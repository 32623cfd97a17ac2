//! Outbound notification capability (email/SMS delivery lives elsewhere).
//!
//! The engine passes a template identifier and structured data; it never
//! renders content itself.

use async_trait::async_trait;
use reqwest::Client;
use serde::Serialize;
use service_core::observability::TracedRequestExt;
use service_core::retry::{retry_call, Classify, ErrorClass, RetryConfig};
use std::time::Duration;
use thiserror::Error;

use crate::config::NotificationConfig;
use crate::services::metrics::record_notification;

#[derive(Debug, Clone, Copy, PartialEq, Eq, Serialize)]
#[serde(rename_all = "snake_case")]
pub enum TemplateKind {
    /// Advance notice of an upcoming direct debit.
    DebitPreNotification,
    PaymentOverdue,
    ContractRenewal,
    MandateExpiry,
}

impl TemplateKind {
    pub fn as_str(&self) -> &'static str {
        match self {
            TemplateKind::DebitPreNotification => "debit_pre_notification",
            TemplateKind::PaymentOverdue => "payment_overdue",
            TemplateKind::ContractRenewal => "contract_renewal",
            TemplateKind::MandateExpiry => "mandate_expiry",
        }
    }
}

#[derive(Debug, Clone, Serialize)]
pub struct NotificationRequest {
    pub recipient: String,
    pub template: TemplateKind,
    pub data: serde_json::Value,
    /// Lets the delivery service drop repeats of the same message.
    pub dedup_key: String,
}

#[derive(Debug, Clone, Error)]
pub enum NotifyError {
    #[error("notification service unavailable: {0}")]
    Unavailable(String),

    #[error("notification rejected: {0}")]
    Rejected(String),
}

impl Classify for NotifyError {
    fn class(&self) -> ErrorClass {
        match self {
            NotifyError::Unavailable(_) => ErrorClass::Retryable,
            NotifyError::Rejected(_) => ErrorClass::Permanent,
        }
    }

    fn timed_out(after: Duration) -> Self {
        NotifyError::Unavailable(format!("no response within {:?}", after))
    }
}

#[async_trait]
pub trait Notifier: Send + Sync {
    async fn send(&self, request: &NotificationRequest) -> Result<(), NotifyError>;
}

/// Client for the notification service's HTTP API.
#[derive(Clone)]
pub struct HttpNotifier {
    client: Client,
    base_url: String,
}

impl HttpNotifier {
    pub fn new(config: &NotificationConfig) -> Result<Self, NotifyError> {
        let client = Client::builder()
            .timeout(config.timeout)
            .build()
            .map_err(|e| NotifyError::Unavailable(format!("failed to build HTTP client: {}", e)))?;
        Ok(Self {
            client,
            base_url: config.base_url.trim_end_matches('/').to_string(),
        })
    }
}

#[async_trait]
impl Notifier for HttpNotifier {
    async fn send(&self, request: &NotificationRequest) -> Result<(), NotifyError> {
        let url = format!("{}/notifications", self.base_url);
        let response = self
            .client
            .post(&url)
            .header("Idempotency-Key", &request.dedup_key)
            .json(request)
            .with_trace_context()
            .send()
            .await
            .map_err(|e| NotifyError::Unavailable(e.to_string()))?;

        let status = response.status();
        if status.is_success() {
            return Ok(());
        }
        let body = response.text().await.unwrap_or_default();
        if status.is_server_error() || status.as_u16() == 429 {
            Err(NotifyError::Unavailable(format!("{}: {}", status, body)))
        } else {
            Err(NotifyError::Rejected(format!("{}: {}", status, body)))
        }
    }
}

/// Wraps a notifier with timeouts and backoff on [`NotifyError::Unavailable`].
pub struct RetryingNotifier<N> {
    inner: N,
    config: RetryConfig,
}

impl<N: Notifier> RetryingNotifier<N> {
    pub fn new(inner: N, config: RetryConfig) -> Self {
        Self { inner, config }
    }
}

#[async_trait]
impl<N: Notifier> Notifier for RetryingNotifier<N> {
    async fn send(&self, request: &NotificationRequest) -> Result<(), NotifyError> {
        let result = retry_call(&self.config, "send_notification", || self.inner.send(request)).await;
        record_notification(
            request.template.as_str(),
            if result.is_ok() { "sent" } else { "failed" },
        );
        result
    }
}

--------------------------------------------------

* TASK REQUIREMENTS: Please write out every line of the data exactly.

* REPLY TO THE EXERCISE:
repository 32623cfd97a17ac2
//! Outbound notification capability (email/SMS delivery lives elsewhere).
//!
//! The engine passes a template identifier and structured data; it never
//! renders content itself.

use async_trait::async_trait;
use reqwest::Client;
use serde::Serialize;
use service_core::observability::TracedRequestExt;
use service_core::retry::{retry_call, Classify, ErrorClass, RetryConfig};
use std::time::Duration;
use thiserror::Error;

use crate::config::NotificationConfig;
use crate::services::metrics::record_notification;

#[derive(Debug, Clone, Copy, PartialEq, Eq, Serialize)]
#[serde(rename_all = "snake_case")]
pub enum TemplateKind {
    /// Advance notice of an upcoming direct debit.
    DebitPreNotification,
    PaymentOverdue,
    ContractRenewal,
    MandateExpiry,
}

impl TemplateKind {
    pub fn as_str(&self) -> &'static str {
        match self {
            TemplateKind::DebitPreNotification => "debit_pre_notification",
            TemplateKind::PaymentOverdue => "payment_overdue",
            TemplateKind::ContractRenewal => "contract_renewal",
            TemplateKind::MandateExpiry => "mandate_expiry",
        }
    }
}

#[derive(Debug, Clone, Serialize)]
pub struct NotificationRequest {
    pub recipient: String,
    pub template: TemplateKind,
    pub data: serde_json::Value,
    /// Lets the delivery service drop repeats of the same message.
    pub dedup_key: String,
}

#[derive(Debug, Clone, Error)]
pub enum NotifyError {
    #[error("notification service unavailable: {0}")]
    Unavailable(String),

    #[error("notification rejected: {0}")]
    Rejected(String),
}

impl Classify for NotifyError {
    fn class(&self) -> ErrorClass {
        match self {
            NotifyError::Unavailable(_) => ErrorClass::Retryable,
            NotifyError::Rejected(_) => ErrorClass::Permanent,
        }
    }

    fn timed_out(after: Duration) -> Self {
        NotifyError::Unavailable(format!("no response within {:?}", after))
    }
}

#[async_trait]
pub trait Notifier: Send + Sync {
    async fn send(&self, request: &NotificationRequest) -> Result<(), NotifyError>;
}

/// Client for the notification service's HTTP API.
#[derive(Clone)]
pub struct HttpNotifier {
    client: Client,
    base_url: String,
}

impl HttpNotifier {
    pub fn new(config: &NotificationConfig) -> Result<Self, NotifyError> {
        let client = Client::builder()
            .timeout(config.timeout)
            .build()
            .map_err(|e| NotifyError::Unavailable(format!("failed to build HTTP client: {}", e)))?;
        Ok(Self {
            client,
            base_url: config.base_url.trim_end_matches('/').to_string(),
        })
    }
}

#[async_trait]
impl Notifier for HttpNotifier {
    async fn send(&self, request: &NotificationRequest) -> Result<(), NotifyError> {
        let url = format!("{}/notifications", self.base_url);
        let response = self
            .client
            .post(&url)
            .header("Idempotency-Key", &request.dedup_key)
            .json(request)
            .with_trace_context()
            .send()
            .await
            .map_err(|e| NotifyError::Unavailable(e.to_string()))?;

        let status = response.status();
        if status.is_success() {
            return Ok(());
        }
        let body = response.text().await.unwrap_or_default();
        if status.is_server_error() || status.as_u16() == 429 {
            Err(NotifyError::Unavailable(format!("{}: {}", status, body)))
        } else {
            Err(NotifyError::Rejected(format!("{}: {}", status, body)))
        }
    }
}

/// Wraps a notifier with timeouts and backoff on [`NotifyError::Unavailable`].
pub struct RetryingNotifier<N> {
    inner: N,
    config: RetryConfig,
}

impl<N: Notifier> RetryingNotifier<N> {
    pub fn new(inner: N, config: RetryConfig) -> Self {
        Self { inner, config }
    }
}

#[async_trait]
impl<N: Notifier> Notifier for RetryingNotifier<N> {
    async fn send(&self, request: &NotificationRequest) -> Result<(), NotifyError> {
        let result = retry_call(&self.config, "send_notification", || self.inner.send(request)).await;
        record_notification(
            request.template.as_str(),
            if result.is_ok() { "sent" } else { "failed" },
        );
        result
    }
}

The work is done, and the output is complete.